Final qualifying, played over 36 holes, was held at 10 sites in the United States and three international sites. The U.S. sites were in Texas on May 22 and in California, Florida, Georgia, Maryland, New Jersey, North Carolina, Ohio (Columbus & Springfield) and Washington on June 5. England (May 16), Japan (May 22) and Canada (June 5) hosted international qualifying.
The starting field of 156 golfers will be cut after 36 holes to the low 60 scorers and ties.
SCHEDULE OF PLAY
Eighteen holes of stroke play are scheduled each day from June 15 (Thursday) through June 18 (Sunday). In the event of a tie after 72 holes, a two-hole aggregate playoff (holes 1 and 18) will take place following the completion of Sunday’s final round.
Matt Fitzpatrick, a 27-year-old Englishman, became the 13th man and the first non-American to add the U.S. Open Championship to a victory in the U.S. Amateur. In winning the 122nd edition of the U.S. Open last June by one stroke over Will Zalatoris and Scottie Scheffler at The Country Club in Brookline, Mass.,
Fitzpatrick also joined World Golf Hall of Famer and 18-time major champion Jack Nicklaus as the only golfers to have won the USGA’s two oldest championships at the same venue. Nicklaus accomplished his feat at Pebble Beach Golf Links in 1961 and 1972, while Fitzpatrick prevailed in the 2013 U.S. Amateur at Brookline.
Fitzpatrick hit 17 of 18 greens in carding a final-round 68 for a 6-under total of 274. Trailing Zalatoris by one, Fitzpatrick’s fortunes changed at the par-4 13th when he converted a 49-foot birdie putt.
When Fitzpatrick won the 2013 U.S. Amateur title over Oliver Goss of Australia, he closed out the final match on the par-4 15th hole, and he essentially won the U.S. Open on the same hole, making a 19-footer for birdie after reaching the green with a 220-yard 5-iron from the right rough.

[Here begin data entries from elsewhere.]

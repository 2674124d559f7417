//! Response formatting for stdout

use std::time::Duration;

use serde::Serialize;

use crate::board::{GlobalBoard, Player};
use crate::engine_search::MoveChoice;
use crate::interface::{MoveReport, NewGame};
use crate::rules::ActiveConstraint;

#[derive(Debug, Serialize)]
struct ResetResponse {
    board: GlobalBoard,
    active_board: ActiveConstraint,
    current_player: Player,
    game_over: bool,
}

#[derive(Debug, Serialize)]
struct MoveResponse<'a> {
    success: bool,
    new_board: GlobalBoard,
    next_board: ActiveConstraint,
    message: Option<&'a str>,
}

#[derive(Debug, Serialize)]
struct AiMoveResponse {
    #[serde(rename = "move")]
    best_move: Option<[usize; 4]>,
    simulations: u64,
    win_prob: i32,
    time_spent: f64,
}

#[derive(Debug, Serialize)]
struct ErrorResponse<'a> {
    error: &'a str,
}

/// Format protocol responses to send to stdout, one JSON object per line
pub struct ResponseFormatter;

impl ResponseFormatter {
    /// Format the `reset` response
    pub fn format_reset_response(game: &NewGame) -> String {
        to_json(&ResetResponse {
            board: game.board,
            active_board: game.constraint,
            current_player: game.current_player,
            game_over: game.game_over,
        })
    }

    /// Format the `move` response
    pub fn format_move_response(report: &MoveReport) -> String {
        to_json(&MoveResponse {
            success: report.success,
            new_board: report.board,
            next_board: report.next_constraint,
            message: report.message.as_deref(),
        })
    }

    /// Format the `ai_move` response. The move is `[big_row, big_col, small_row, small_col]`.
    pub fn format_ai_move_response(choice: &MoveChoice) -> String {
        to_json(&AiMoveResponse {
            best_move: choice.best_move.map(|game_move| game_move.coordinates()),
            simulations: choice.simulation_count,
            win_prob: choice.win_probability,
            time_spent: round_seconds(choice.elapsed),
        })
    }

    /// Format error message
    pub fn format_error(message: &str) -> String {
        to_json(&ErrorResponse { error: message })
    }
}

/// Seconds, rounded to two decimals.
fn round_seconds(duration: Duration) -> f64 {
    (duration.as_secs_f64() * 100.0).round() / 100.0
}

fn to_json<T: Serialize>(value: &T) -> String {
    serde_json::to_string(value).unwrap_or_else(|error| {
        format!(r#"{{"error":{:?}}}"#, error.to_string())
    })
}
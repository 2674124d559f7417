//! The board model: cells, 3x3 sub-boards, and the nested global board with its
//! derived meta-board of sub-board outcomes.

pub mod error;
pub mod lines;

mod display;
mod global_board;
mod player;
mod sub_board;


pub use global_board::{GlobalBoard, MetaBoard, SUB_BOARD_COUNT};
pub use player::{Cell, Player};
pub use sub_board::{Outcome, SubBoard};
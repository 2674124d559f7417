// Must stay above any reachable sum of the positional terms below.
pub const GAME_WON: i32 = 1000;

pub const SUB_BOARD_WON: i32 = 100;
pub const META_THREAT: i32 = 30;
pub const SUB_BOARD_THREAT: i32 = 10;
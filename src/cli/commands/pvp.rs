//! PvP command - play a game against another human.

use structopt::StructOpt;
use uttt::game::input_source::HumanInput;
use uttt::game::renderer::SimpleRenderer;

use super::util::{create_config, run_game_loop};
use super::Command;

#[derive(StructOpt)]
pub struct PvpArgs {}

impl Command for PvpArgs {
    fn execute(self) {
        let config = create_config(0, false);
        run_game_loop(HumanInput, SimpleRenderer, config);
    }
}
use std::time::Duration;

use log::info;
use thiserror::Error;

use crate::alpha_beta_searcher::SearchContext;
use crate::board::{GlobalBoard, Player};
use crate::engine_search::choose_move_with;
use crate::evaluate;
use crate::input_handler::MoveInput;
use crate::move_generation::{legal_moves, MoveList};
use crate::moves::Move;
use crate::rules::{self, error::MoveError, game_result, ActiveConstraint, GameResult};

/// Core engine state and configuration
#[derive(Clone, Debug)]
pub struct EngineConfig {
    pub search_depth: u8,
    /// Search root moves on the rayon thread pool.
    pub parallel: bool,
    pub starting_position: GlobalBoard,
    pub starting_player: Player,
}

impl Default for EngineConfig {
    fn default() -> Self {
        Self {
            search_depth: 4, // Default search depth
            parallel: false,
            starting_position: GlobalBoard::new(),
            starting_player: Player::X,
        }
    }
}

/// Game state and runtime info
#[derive(Clone, Debug)]
struct GameState {
    board: GlobalBoard,
    constraint: ActiveConstraint,
    to_move: Player,
    result: GameResult,
    move_history: Vec<(Player, Move)>,
    last_score: Option<i32>,
}

impl GameState {
    fn new(starting_position: GlobalBoard, starting_player: Player) -> Self {
        Self {
            board: starting_position,
            constraint: None,
            to_move: starting_player,
            result: game_result(&starting_position, None),
            move_history: Vec::new(),
            last_score: None,
        }
    }
}

#[derive(Error, Debug, Clone, Copy, PartialEq, Eq)]
pub enum EngineError {
    #[error(transparent)]
    InvalidMove(#[from] MoveError),
    #[error("no available moves")]
    NoAvailableMoves,
    #[error("the game is already over")]
    GameOver,
}

/// A running game: the board, whose turn it is, and the search used for engine moves.
pub struct Engine {
    state: GameState,
    search_context: SearchContext,
}

impl Default for Engine {
    fn default() -> Self {
        Self::with_config(EngineConfig::default())
    }
}

impl Engine {
    pub fn new() -> Self {
        Self::default()
    }

    pub fn with_config(config: EngineConfig) -> Self {
        Self {
            state: GameState::new(config.starting_position, config.starting_player),
            search_context: SearchContext::with_parallel(config.search_depth, config.parallel),
        }
    }

    /// Starts over from an empty board with X to move, keeping the search settings.
    pub fn new_game(&mut self) {
        self.state = GameState::new(GlobalBoard::new(), Player::X);
    }

    pub fn board(&self) -> &GlobalBoard {
        &self.state.board
    }

    pub fn constraint(&self) -> ActiveConstraint {
        self.state.constraint
    }

    pub fn to_move(&self) -> Player {
        self.state.to_move
    }

    pub fn result(&self) -> GameResult {
        self.state.result
    }

    pub fn is_game_over(&self) -> bool {
        self.state.result.is_terminal()
    }

    pub fn last_move(&self) -> Option<Move> {
        self.state.move_history.last().map(|&(_, game_move)| game_move)
    }

    pub fn move_history(&self) -> &[(Player, Move)] {
        &self.state.move_history
    }

    pub fn valid_moves(&self) -> MoveList {
        if self.is_game_over() {
            return MoveList::new();
        }
        legal_moves(&self.state.board, self.state.constraint)
    }

    /// Plays `game_move` for the player to move.
    pub fn make_move(&mut self, game_move: Move) -> Result<GameResult, EngineError> {
        if self.is_game_over() {
            return Err(EngineError::GameOver);
        }

        let player = self.state.to_move;
        let applied =
            rules::apply_move(&self.state.board, game_move, player, self.state.constraint)?;

        self.state.board = applied.board;
        self.state.result = applied.result;
        self.state.constraint = applied.result.next_constraint();
        self.state.to_move = player.opposite();
        self.state.move_history.push((player, game_move));

        if let Some(message) = applied.result.message() {
            info!("{}", message);
        }

        Ok(applied.result)
    }

    pub fn get_best_move(&mut self) -> Result<Move, EngineError> {
        if self.is_game_over() {
            return Err(EngineError::GameOver);
        }

        let choice = choose_move_with(
            &mut self.search_context,
            &self.state.board,
            self.state.constraint,
            self.state.to_move,
            &mut rand::thread_rng(),
        );
        self.state.last_score = Some(choice.score);

        choice.best_move.ok_or(EngineError::NoAvailableMoves)
    }

    pub fn make_best_move(&mut self) -> Result<Move, EngineError> {
        let best_move = self.get_best_move()?;
        self.make_move(best_move)?;
        Ok(best_move)
    }

    pub fn make_move_from_input(&mut self, input: MoveInput) -> Result<Move, EngineError> {
        match input {
            MoveInput::Placement(game_move) => {
                self.make_move(game_move)?;
                Ok(game_move)
            }
            MoveInput::UseEngine => self.make_best_move(),
        }
    }

    pub fn get_score(&self) -> i32 {
        evaluate::evaluate(&self.state.board)
    }

    pub fn get_search_stats(&self) -> SearchStats {
        SearchStats {
            positions_searched: self.search_context.searched_position_count(),
            cutoffs: self.search_context.cutoff_count(),
            depth: self.search_context.search_depth(),
            last_score: self.state.last_score,
            last_search_duration: self.search_context.last_search_duration(),
        }
    }
}

/// Search performance statistics
#[derive(Debug, Clone)]
pub struct SearchStats {
    pub positions_searched: usize,
    pub cutoffs: usize,
    pub depth: u8,
    pub last_score: Option<i32>,
    pub last_search_duration: Option<Duration>,
}
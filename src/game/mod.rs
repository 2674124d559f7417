pub mod display;
pub mod engine;
pub mod input_source;
pub mod r#loop; // `loop` is reserved keyword, need to escape with `r#`
pub mod renderer;
//! Ultimate Tic-Tac-Toe implementation of the alpha-beta search traits.

use std::time::{Duration, Instant};

use log::debug;
use rand::seq::SliceRandom;
use rand::Rng;
#[cfg(feature = "instrumentation")]
use tracing::instrument;

use crate::alpha_beta_searcher::{
    self, alpha_beta_search, Evaluator, GameMove, GameState, MoveGenerator, SearchContext,
};
use crate::board::{GlobalBoard, Player};
use crate::evaluate;
use crate::move_generation::{legal_moves, MoveList};
use crate::moves::Move;
use crate::rules::{self, error::MoveError, game_result, resolve_constraint, ActiveConstraint};

/// No game lasts longer than 81 moves, so deeper searches see nothing new.
pub const MAX_SEARCH_DEPTH: u8 = 81;

/// A search node: the board, the constraint for the player to move, and whether the
/// game is already over.
#[derive(Clone, Copy, Debug, PartialEq, Eq)]
pub struct Position {
    board: GlobalBoard,
    constraint: ActiveConstraint,
    to_move: Player,
    game_over: bool,
}

impl Position {
    pub fn new(board: GlobalBoard, constraint: ActiveConstraint, to_move: Player) -> Self {
        let constraint = resolve_constraint(&board, constraint);
        let game_over = game_result(&board, constraint).is_terminal();
        Self {
            board,
            constraint,
            to_move,
            game_over,
        }
    }

    pub fn board(&self) -> &GlobalBoard {
        &self.board
    }

    pub fn constraint(&self) -> ActiveConstraint {
        self.constraint
    }

    pub fn to_move(&self) -> Player {
        self.to_move
    }

    pub fn is_game_over(&self) -> bool {
        self.game_over
    }
}

impl GameState for Position {
    #[inline]
    fn is_maximizing_player(&self) -> bool {
        self.to_move.maximize_score()
    }
}

impl GameMove for Move {
    type State = Position;
    type Error = MoveError;

    #[inline]
    fn apply(&self, state: &Position) -> Result<Position, MoveError> {
        let applied = rules::apply_move(&state.board, *self, state.to_move, state.constraint)?;
        Ok(Position {
            board: applied.board,
            constraint: applied.result.next_constraint(),
            to_move: state.to_move.opposite(),
            game_over: applied.result.is_terminal(),
        })
    }
}

#[derive(Clone, Copy, Debug, Default)]
pub struct UtttMoveGenerator;

impl MoveGenerator<Position> for UtttMoveGenerator {
    type Move = Move;
    type MoveList = MoveList;

    /// Play continues while an undecided sub-board remains, even past a won game.
    #[inline]
    fn generate_moves(&self, state: &Position) -> MoveList {
        legal_moves(&state.board, state.constraint)
    }
}

#[derive(Clone, Copy, Debug, Default)]
pub struct UtttEvaluator;

impl Evaluator<Position> for UtttEvaluator {
    #[inline]
    #[cfg_attr(feature = "instrumentation", instrument(skip_all))]
    fn evaluate(&self, state: &Position, _remaining_depth: u8) -> i32 {
        evaluate::evaluate(&state.board)
    }
}

/// The engine's pick for a position, with the figures reported alongside it.
#[derive(Clone, Copy, Debug, PartialEq)]
pub struct MoveChoice {
    pub best_move: Option<Move>,
    pub score: i32,
    /// `3^depth`; an estimate of the tree size, not a count of searched nodes.
    pub simulation_count: u64,
    /// Percent, in `5..=95` for a searched move.
    pub win_probability: i32,
    pub elapsed: Duration,
}

/// Negative depths search nothing; depths past the longest possible game are capped.
pub fn clamp_depth(depth: i32) -> u8 {
    depth.clamp(0, MAX_SEARCH_DEPTH as i32) as u8
}

/// `50 + score / 10` rounded toward negative infinity, kept within `5..=95`.
pub fn win_probability(score: i32) -> i32 {
    (50 + score.div_euclid(10)).clamp(5, 95)
}

pub fn simulation_estimate(depth: u8) -> u64 {
    3u64.saturating_pow(depth as u32)
}

/// Alpha-beta over the board with `O` maximizing. The player to move is `O` when
/// `maximizing` is set and `X` otherwise.
///
/// Returns the score and the first move reaching it, or no move at depth 0 and when no
/// legal move exists.
pub fn alpha_beta(
    board: &GlobalBoard,
    depth: i32,
    constraint: ActiveConstraint,
    alpha: i32,
    beta: i32,
    maximizing: bool,
) -> (i32, Option<Move>) {
    let depth = clamp_depth(depth);
    let to_move = if maximizing { Player::O } else { Player::X };
    let context = SearchContext::new(depth);
    let position = Position::new(*board, constraint, to_move);

    alpha_beta_searcher::alpha_beta(
        &context,
        &position,
        &UtttMoveGenerator,
        &UtttEvaluator,
        depth,
        alpha,
        beta,
        maximizing,
    )
}

/// Picks a move for `O`, searching `depth` plies.
#[must_use = "choose_move returns the engine's move"]
pub fn choose_move(board: &GlobalBoard, constraint: ActiveConstraint, depth: i32) -> MoveChoice {
    let mut context = SearchContext::new(clamp_depth(depth));
    choose_move_with(
        &mut context,
        board,
        constraint,
        Player::O,
        &mut rand::thread_rng(),
    )
}

/// Picks a move for `player` at the context's depth.
///
/// When the search yields no move but legal moves exist (depth 0), one of them is picked
/// uniformly with `rng`. The win probability is from `player`'s point of view.
pub fn choose_move_with<R: Rng + ?Sized>(
    context: &mut SearchContext,
    board: &GlobalBoard,
    constraint: ActiveConstraint,
    player: Player,
    rng: &mut R,
) -> MoveChoice {
    let position = Position::new(*board, constraint, player);
    let depth = context.search_depth();

    let start = Instant::now();
    let (score, best_move) =
        alpha_beta_search(context, &position, &UtttMoveGenerator, &UtttEvaluator);
    let elapsed = start.elapsed();

    if let Some(best_move) = best_move {
        let perspective_score = if player.maximize_score() { score } else { -score };
        debug!(
            "{} chooses {} (score {}, depth {}, {:?})",
            player, best_move, score, depth, elapsed
        );
        return MoveChoice {
            best_move: Some(best_move),
            score,
            simulation_count: simulation_estimate(depth),
            win_probability: win_probability(perspective_score),
            elapsed,
        };
    }

    let candidates = UtttMoveGenerator.generate_moves(&position);
    match candidates.choose(rng) {
        Some(&random_move) => {
            debug!("search returned no move, playing {} at random", random_move);
            MoveChoice {
                best_move: Some(random_move),
                score,
                simulation_count: 0,
                win_probability: 50,
                elapsed: Duration::ZERO,
            }
        }
        None => MoveChoice {
            best_move: None,
            score,
            simulation_count: 0,
            win_probability: 0,
            elapsed: Duration::ZERO,
        },
    }
}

Zalatoris made bogey on No. 15 to fall two behind and Fitzpatrick would finish with three consecutive pars, including reaching the putting surface on the 18th from 160 yards out of a fairway bunker. Zalatoris, who lost in a playoff to Justin Thomas in the PGA Championship in May, had one last chance to force a playoff, but his 15-foot putt on the final hole skirted the left edge.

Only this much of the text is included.